[Stored data]
· · · ·

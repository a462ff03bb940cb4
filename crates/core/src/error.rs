use leon::{ParseError, RenderError};
use thiserror::Error;

pub type Result<T> = std::result::Result<T, Error>;

/// Title shown for failures of the telemetry socket.
pub const LISTENER_ERROR_TITLE: &str = "Unable to Start Status Listener";
/// Title shown for engine spawn failures and non-zero exits.
pub const ENGINE_ERROR_TITLE: &str = "Unable to Start Script Engine";
/// Title shown when a configured run timeout elapses.
pub const TIMEOUT_ERROR_TITLE: &str = "Run Timed Out";
/// Title shown for everything else (configuration, IO).
pub const CONFIGURATION_ERROR_TITLE: &str = "Invalid Run Configuration";

#[derive(Error, Debug)]
pub enum Error {
    #[error("Status listener error on `{}`: {}", .address, .original)]
    Listener {
        address: String,
        original: std::io::Error,
    },

    #[error("Failed to launch `{}`: {}", .command, .original)]
    Launch {
        command: String,
        original: std::io::Error,
    },

    #[error("{}", process_exit_message(.code, .stderr))]
    ProcessExit { code: Option<i32>, stderr: String },

    #[error("Terminal error: {}", .0)]
    Terminal(#[from] std::io::Error),

    #[error("The engine process is not running.")]
    ProcessNotRunning,

    #[error("Run exceeded the configured timeout of {:?}.", .0)]
    Timeout(std::time::Duration),

    #[error("Error {} {} file at `{}`: {}", .action, .file_description, .path, .original)]
    Yaml {
        action: String,
        file_description: String,
        path: String,
        original: serde_yaml::Error,
    },

    #[error("IO error with {} file at path `{}`: {}", .file_description, .path, .original)]
    Io {
        file_description: String,
        path: String,
        original: std::io::Error,
    },

    #[error("No run profiles were found in `{}`. Is it empty?", .path)]
    EmptyProfiles { path: String },

    #[error("No run profile with ID `{}`", .0)]
    ProfileNotFound(String),

    #[error("Found a non-unique profile ID: `{}`", .0)]
    NonUniqueProfileId(String),

    #[error("Invalid ID: ID may not be empty")]
    EmptyId,

    #[error("Invalid ID `{}`: ID may not contain spaces", .0)]
    IdWithSpace(String),

    #[error("Invalid ID `{}`: ID cannot be purely numeric", .0)]
    NumericId(String),

    #[error("Unknown placeholder in engine command of profile {}: `{}`", .0, .1)]
    UnknownPlaceholder(String, String),

    #[error("No test scripts were given to run.")]
    NoScripts,

    #[error("No engine command was given.")]
    EmptyEngineCommand,

    #[error("Error parsing placeholder string: {}", .0)]
    Parse(#[from] ParseError),

    #[error("Error rendering placeholder template string: {}", .0)]
    Render(#[from] RenderError),
}

fn process_exit_message(code: &Option<i32>, stderr: &str) -> String {
    let stderr = stderr.trim();
    match (code, stderr.is_empty()) {
        (Some(code), true) => format!("Engine exited with code {code}"),
        (None, true) => "Engine was terminated by a signal".to_string(),
        (_, false) => stderr.to_string(),
    }
}

impl Error {
    pub fn listener_error(address: String, original: std::io::Error) -> Self {
        Self::Listener { address, original }
    }

    pub fn launch_error(command: String, original: std::io::Error) -> Self {
        Self::Launch { command, original }
    }

    pub fn empty_profiles(path: String) -> Self {
        Self::EmptyProfiles { path }
    }

    pub fn yaml_error(
        action: String,
        file_description: String,
        path: String,
        original: serde_yaml::Error,
    ) -> Self {
        Self::Yaml {
            action,
            file_description,
            path,
            original,
        }
    }

    pub fn io_error(file_description: String, path: String, original: std::io::Error) -> Self {
        Self::Io {
            file_description,
            path,
            original,
        }
    }

    /// The title a view should show above this error's message.
    #[must_use]
    pub fn title(&self) -> &'static str {
        match self {
            Self::Listener { .. } => LISTENER_ERROR_TITLE,
            Self::Launch { .. } | Self::ProcessExit { .. } | Self::ProcessNotRunning => {
                ENGINE_ERROR_TITLE
            }
            Self::Timeout(_) => TIMEOUT_ERROR_TITLE,
            _ => CONFIGURATION_ERROR_TITLE,
        }
    }
}

#[cfg(test)]
mod tests {
    use super::*;

    #[test]
    fn test_process_exit_uses_stderr_text() {
        let error = Error::ProcessExit {
            code: Some(2),
            stderr: "engine crashed\n".to_string(),
        };
        assert_eq!(error.to_string(), "engine crashed");
        assert_eq!(error.title(), ENGINE_ERROR_TITLE);
    }

    #[test]
    fn test_process_exit_without_stderr_mentions_code() {
        let error = Error::ProcessExit {
            code: Some(3),
            stderr: String::new(),
        };
        assert_eq!(error.to_string(), "Engine exited with code 3");
    }

    #[test]
    fn test_timeout_keeps_sub_second_precision() {
        let error = Error::Timeout(std::time::Duration::from_millis(300));
        assert_eq!(error.to_string(), "Run exceeded the configured timeout of 300ms.");
        assert_eq!(error.title(), TIMEOUT_ERROR_TITLE);
    }

    #[test]
    fn test_listener_title_differs_from_engine_title() {
        let error = Error::listener_error(
            "127.0.0.1:5555".to_string(),
            std::io::Error::from(std::io::ErrorKind::AddrInUse),
        );
        assert_eq!(error.title(), LISTENER_ERROR_TITLE);
        assert_ne!(error.title(), ENGINE_ERROR_TITLE);
    }
}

· · · ·

* What is being asked
Every record shown above should be given back exactly.

* Task response
repository a462ff03bb940cb4
filename crates/core/src/error.rs
use leon::{ParseError, RenderError};
use thiserror::Error;

pub type Result<T> = std::result::Result<T, Error>;

/// Title shown for failures of the telemetry socket.
pub const LISTENER_ERROR_TITLE: &str = "Unable to Start Status Listener";
/// Title shown for engine spawn failures and non-zero exits.
pub const ENGINE_ERROR_TITLE: &str = "Unable to Start Script Engine";
/// Title shown when a configured run timeout elapses.
pub const TIMEOUT_ERROR_TITLE: &str = "Run Timed Out";
/// Title shown for everything else (configuration, IO).
pub const CONFIGURATION_ERROR_TITLE: &str = "Invalid Run Configuration";

#[derive(Error, Debug)]
pub enum Error {
    #[error("Status listener error on `{}`: {}", .address, .original)]
    Listener {
        address: String,
        original: std::io::Error,
    },

    #[error("Failed to launch `{}`: {}", .command, .original)]
    Launch {
        command: String,
        original: std::io::Error,
    },

    #[error("{}", process_exit_message(.code, .stderr))]
    ProcessExit { code: Option<i32>, stderr: String },

    #[error("Terminal error: {}", .0)]
    Terminal(#[from] std::io::Error),

    #[error("The engine process is not running.")]
    ProcessNotRunning,

    #[error("Run exceeded the configured timeout of {:?}.", .0)]
    Timeout(std::time::Duration),

    #[error("Error {} {} file at `{}`: {}", .action, .file_description, .path, .original)]
    Yaml {
        action: String,
        file_description: String,
        path: String,
        original: serde_yaml::Error,
    },

    #[error("IO error with {} file at path `{}`: {}", .file_description, .path, .original)]
    Io {
        file_description: String,
        path: String,
        original: std::io::Error,
    },

    #[error("No run profiles were found in `{}`. Is it empty?", .path)]
    EmptyProfiles { path: String },

    #[error("No run profile with ID `{}`", .0)]
    ProfileNotFound(String),

    #[error("Found a non-unique profile ID: `{}`", .0)]
    NonUniqueProfileId(String),

    #[error("Invalid ID: ID may not be empty")]
    EmptyId,

    #[error("Invalid ID `{}`: ID may not contain spaces", .0)]
    IdWithSpace(String),

    #[error("Invalid ID `{}`: ID cannot be purely numeric", .0)]
    NumericId(String),

    #[error("Unknown placeholder in engine command of profile {}: `{}`", .0, .1)]
    UnknownPlaceholder(String, String),

    #[error("No test scripts were given to run.")]
    NoScripts,

    #[error("No engine command was given.")]
    EmptyEngineCommand,

    #[error("Error parsing placeholder string: {}", .0)]
    Parse(#[from] ParseError),

    #[error("Error rendering placeholder template string: {}", .0)]
    Render(#[from] RenderError),
}

fn process_exit_message(code: &Option<i32>, stderr: &str) -> String {
    let stderr = stderr.trim();
    match (code, stderr.is_empty()) {
        (Some(code), true) => format!("Engine exited with code {code}"),
        (None, true) => "Engine was terminated by a signal".to_string(),
        (_, false) => stderr.to_string(),
    }
}

impl Error {
    pub fn listener_error(address: String, original: std::io::Error) -> Self {
        Self::Listener { address, original }
    }

    pub fn launch_error(command: String, original: std::io::Error) -> Self {
        Self::Launch { command, original }
    }

    pub fn empty_profiles(path: String) -> Self {
        Self::EmptyProfiles { path }
    }

    pub fn yaml_error(
        action: String,
        file_description: String,
        path: String,
        original: serde_yaml::Error,
    ) -> Self {
        Self::Yaml {
            action,
            file_description,
            path,
            original,
        }
    }

    pub fn io_error(file_description: String, path: String, original: std::io::Error) -> Self {
        Self::Io {
            file_description,
            path,
            original,
        }
    }

    /// The title a view should show above this error's message.
    #[must_use]
    pub fn title(&self) -> &'static str {
        match self {
            Self::Listener { .. } => LISTENER_ERROR_TITLE,
            Self::Launch { .. } | Self::ProcessExit { .. } | Self::ProcessNotRunning => {
                ENGINE_ERROR_TITLE
            }
            Self::Timeout(_) => TIMEOUT_ERROR_TITLE,
            _ => CONFIGURATION_ERROR_TITLE,
        }
    }
}

#[cfg(test)]
mod tests {
    use super::*;

    #[test]
    fn test_process_exit_uses_stderr_text() {
        let error = Error::ProcessExit {
            code: Some(2),
            stderr: "engine crashed\n".to_string(),
        };
        assert_eq!(error.to_string(), "engine crashed");
        assert_eq!(error.title(), ENGINE_ERROR_TITLE);
    }

    #[test]
    fn test_process_exit_without_stderr_mentions_code() {
        let error = Error::ProcessExit {
            code: Some(3),
            stderr: String::new(),
        };
        assert_eq!(error.to_string(), "Engine exited with code 3");
    }

    #[test]
    fn test_timeout_keeps_sub_second_precision() {
        let error = Error::Timeout(std::time::Duration::from_millis(300));
        assert_eq!(error.to_string(), "Run exceeded the configured timeout of 300ms.");
        assert_eq!(error.title(), TIMEOUT_ERROR_TITLE);
    }

    #[test]
    fn test_listener_title_differs_from_engine_title() {
        let error = Error::listener_error(
            "127.0.0.1:5555".to_string(),
            std::io::Error::from(std::io::ErrorKind::AddrInUse),
        );
        assert_eq!(error.title(), LISTENER_ERROR_TITLE);
        assert_ne!(error.title(), ENGINE_ERROR_TITLE);
    }
}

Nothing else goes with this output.